• _What you are asked to do_
Count the lines in the following data that include "sourcekit". Please write only the number.

Data records:
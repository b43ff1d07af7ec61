//! # Bundle
//!
//! Task manifests and the runner that carries them out.
//!
//! A [`Task`] holds ordered [`Data`] entries, which place a source on disk,
//! and ordered [`Code`] entries, which run a source or a command. Manifest
//! literals become tasks through [`idiom::ingest_task`] and go back through
//! [`idiom::simplify_task`]; a [`Runner`] executes them.
//!
//! ```no_run
//! use bundle::{NoProgress, Runner, idiom};
//! use sourcekit::{Interpreter, Literal, Origin};
//!
//! let manifest: Literal = serde_json::from_str(
//!     r#"{"data": [{"https://example.com/app.conf": "/etc/app.conf"}], "code": ["make"]}"#,
//! )?;
//! let interpreter = Interpreter::new(Origin::manifest_dir("/srv/app"));
//! let task = idiom::ingest_task(&manifest, &interpreter)?;
//! Runner::new().run(&task, &mut NoProgress)?;
//! # Ok::<(), Box<dyn std::error::Error>>(())
//! ```

pub mod error;
pub mod idiom;
pub mod model;
pub mod runner;

pub use error::{Error, Result};
pub use model::{Code, Data, Program, Task};
pub use runner::{Entry, EntryKind, NoProgress, ProgressCallback, RunSummary, Runner};
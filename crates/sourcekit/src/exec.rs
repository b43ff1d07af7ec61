//! Child process execution.
//!
//! Every process a source spawns (the program itself, `java -jar`, the `aws`
//! transfer tool) goes through an [`ExecContext`]. The context carries the
//! working directory and environment overrides of one manifest entry and
//! applies them to the child only; the parent process is never mutated.

use crate::error::{Error, Result};
use std::collections::BTreeMap;
use std::ffi::OsStr;
use std::path::{Path, PathBuf};
use std::process::{Command, Stdio};

/// Working directory and environment applied to child processes.
#[derive(Debug, Clone, Default, PartialEq, Eq)]
pub struct ExecContext {
    cwd: Option<PathBuf>,
    env: BTreeMap<String, String>,
}

impl ExecContext {
    /// A context that inherits everything from the current process.
    pub fn new() -> Self {
        Self::default()
    }

    /// Set the working directory for children.
    #[must_use]
    pub fn with_cwd(mut self, cwd: impl Into<PathBuf>) -> Self {
        self.cwd = Some(cwd.into());
        self
    }

    /// Add an environment variable, merged over the inherited environment.
    #[must_use]
    pub fn with_env(mut self, key: impl Into<String>, value: impl Into<String>) -> Self {
        self.env.insert(key.into(), value.into());
        self
    }

    /// Add several environment variables.
    #[must_use]
    pub fn with_envs<I, K, V>(mut self, vars: I) -> Self
    where
        I: IntoIterator<Item = (K, V)>,
        K: Into<String>,
        V: Into<String>,
    {
        self.env
            .extend(vars.into_iter().map(|(k, v)| (k.into(), v.into())));
        self
    }

    /// Working directory override.
    pub fn cwd(&self) -> Option<&Path> {
        self.cwd.as_deref()
    }

    /// Environment overrides.
    pub fn env(&self) -> &BTreeMap<String, String> {
        &self.env
    }

    /// Look up a variable: overrides first, then the inherited environment.
    pub fn var(&self, key: &str) -> Option<String> {
        self.env
            .get(key)
            .cloned()
            .or_else(|| std::env::var(key).ok())
    }

    /// Resolve `path` against the working directory of this context.
    pub fn resolve(&self, path: &Path) -> PathBuf {
        if path.is_absolute() {
            return path.to_path_buf();
        }
        match &self.cwd {
            Some(cwd) => cwd.join(path),
            None => std::env::current_dir().map_or_else(|_| path.to_path_buf(), |d| d.join(path)),
        }
    }

    /// A command with this context applied and stdio inherited.
    pub fn command(&self, program: impl AsRef<OsStr>) -> Command {
        let mut cmd = Command::new(program);
        cmd.envs(&self.env)
            .stdin(Stdio::inherit())
            .stdout(Stdio::inherit())
            .stderr(Stdio::inherit());
        if let Some(cwd) = &self.cwd {
            cmd.current_dir(cwd);
        }
        cmd
    }

    /// Run `program` with `args` and wait for it.
    ///
    /// A non-zero exit is [`Error::RunFailed`].
    pub fn run<S: AsRef<OsStr>>(&self, program: impl AsRef<OsStr>, args: &[S]) -> Result<()> {
        let program = program.as_ref();
        let display = program.to_string_lossy().into_owned();
        log::info!("Running {display}");
        let status = self
            .command(program)
            .args(args)
            .status()
            .map_err(|e| Error::io(&display, e))?;
        log::debug!("{display} exited with {status}");
        if status.success() {
            Ok(())
        } else {
            Err(Error::RunFailed {
                program: display,
                status: status.code(),
            })
        }
    }
}

/// Locate a tool on `PATH`.
pub fn find_tool(name: &str) -> Option<PathBuf> {
    which::which(name).ok()
}

/// Whether any execute bit is set on `path`.
#[cfg(unix)]
pub fn is_executable(path: &Path) -> bool {
    use std::os::unix::fs::PermissionsExt;
    std::fs::metadata(path).is_ok_and(|m| m.is_file() && m.permissions().mode() & 0o111 != 0)
}

/// Whether `path` is a file.
#[cfg(not(unix))]
pub fn is_executable(path: &Path) -> bool {
    path.is_file()
}

/// Mark `path` readable and executable by everyone.
#[cfg(unix)]
pub fn make_executable(path: &Path) -> Result<()> {
    use std::os::unix::fs::PermissionsExt;
    let mut perms = std::fs::metadata(path)
        .map_err(|e| Error::io(path, e))?
        .permissions();
    perms.set_mode(perms.mode() | 0o555);
    std::fs::set_permissions(path, perms).map_err(|e| Error::io(path, e))
}

/// No-op where execute bits do not exist.
#[cfg(not(unix))]
pub fn make_executable(_path: &Path) -> Result<()> {
    Ok(())
}

#[cfg(test)]
mod tests {
    use super::*;
    use tempfile::TempDir;

    #[test]
    fn test_resolve_relative_against_cwd() {
        let ctx = ExecContext::new().with_cwd("/srv/app");
        assert_eq!(ctx.resolve(Path::new("conf")), PathBuf::from("/srv/app/conf"));
        assert_eq!(ctx.resolve(Path::new("/etc/x")), PathBuf::from("/etc/x"));
    }

    #[test]
    fn test_var_prefers_overrides() {
        let ctx = ExecContext::new().with_env("ARX_TEST_VAR_PREFERS", "inner");
        assert_eq!(ctx.var("ARX_TEST_VAR_PREFERS").as_deref(), Some("inner"));
        assert_eq!(ctx.var("ARX_TEST_VAR_SURELY_UNSET"), None);
    }

    #[test]
    fn test_with_envs_merges() {
        let ctx = ExecContext::new()
            .with_env("A", "1")
            .with_envs([("B", "2"), ("A", "3")]);
        assert_eq!(ctx.env().get("A").map(String::as_str), Some("3"));
        assert_eq!(ctx.env().get("B").map(String::as_str), Some("2"));
    }

    #[cfg(unix)]
    #[test]
    fn test_run_applies_env_and_cwd_to_child_only() {
        let temp = TempDir::new().unwrap();
        let out = temp.path().join("out");
        let ctx = ExecContext::new()
            .with_cwd(temp.path())
            .with_env("ARX_CHILD_ONLY", "yes");
        ctx.run("sh", &["-c", "echo \"$ARX_CHILD_ONLY $(pwd)\" > out"])
            .unwrap();

        let written = std::fs::read_to_string(&out).unwrap();
        assert!(written.starts_with("yes "));
        assert!(std::env::var("ARX_CHILD_ONLY").is_err());
        assert_ne!(std::env::current_dir().unwrap(), temp.path());
    }

    #[cfg(unix)]
    #[test]
    fn test_run_nonzero_is_run_failed() {
        let err = ExecContext::new().run("sh", &["-c", "exit 3"]).unwrap_err();
        assert!(matches!(err, Error::RunFailed { status: Some(3), .. }));
    }

    #[cfg(unix)]
    #[test]
    fn test_make_executable() {
        let temp = TempDir::new().unwrap();
        let script = temp.path().join("s");
        std::fs::write(&script, "#!/bin/sh\n").unwrap();
        assert!(!is_executable(&script));
        make_executable(&script).unwrap();
        assert!(is_executable(&script));
    }
}
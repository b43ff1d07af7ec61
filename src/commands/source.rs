use anyhow::{Context as AnyhowContext, Result};
use sourcekit::{ExecContext, Interpreter, Literal, S3Presigner, S3Source};

use crate::manifest;
use crate::ui;
use crate::Context;

pub fn run(ctx: &Context, literal: &str, sign: bool, expires: Option<u64>) -> Result<()> {
    let parsed = manifest::parse_literal(literal)?;
    let interpreter = Interpreter::default();
    let mut source = interpreter.interpret_literal(&parsed)?;

    if sign {
        let exec = ExecContext::new();
        source = match expires {
            Some(secs) => {
                let s3 = S3Source::parse(literal)
                    .context("--expires applies to s3://, tar+s3:// and jar+s3:// sources")?;
                let presigner = S3Presigner::resolve(&exec)?;
                Box::new(s3.sign_with(&presigner, secs)?)
            }
            None => source.sign(&exec)?,
        };
    }

    if ctx.quiet {
        println!("{}", render(&source.externalize())?);
        return Ok(());
    }

    ui::card(
        &source.describe(),
        &[
            ("Kind", source.kind().name().to_string()),
            (
                "Inline",
                if source.kind().is_inline() { "yes" } else { "no" }.to_string(),
            ),
            ("Literal", render(&source.externalize())?),
        ],
    );
    Ok(())
}

fn render(literal: &Literal) -> Result<String> {
    Ok(match literal {
        Literal::Str(url) => url.clone(),
        other => serde_json::to_string(other)?,
    })
}
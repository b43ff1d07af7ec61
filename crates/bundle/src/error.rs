//! Error types for the bundle crate

use sourcekit::ErrorCategory;
use thiserror::Error;

/// Errors that can occur while ingesting or running a task
#[derive(Error, Debug)]
pub enum Error {
    /// Resolving a source failed while reading the manifest
    #[error(transparent)]
    Source(#[from] sourcekit::Error),

    /// The manifest literal has the wrong shape
    #[error("invalid manifest: {0}")]
    Manifest(String),

    /// An entry failed while running; the runner stops here
    #[error("{label}: {cause}")]
    EntryFailed {
        /// Label or description of the entry
        label: String,
        /// What went wrong
        #[source]
        cause: sourcekit::Error,
    },
}

impl Error {
    pub(crate) fn manifest(message: impl Into<String>) -> Self {
        Self::Manifest(message.into())
    }

    /// Coarse category, for user-facing advice.
    pub fn category(&self) -> ErrorCategory {
        match self {
            Self::Source(e) | Self::EntryFailed { cause: e, .. } => e.category(),
            Self::Manifest(_) => ErrorCategory::Format,
        }
    }
}

/// Result type for bundle operations
pub type Result<T> = std::result::Result<T, Error>;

• _Answer to the exercise_
6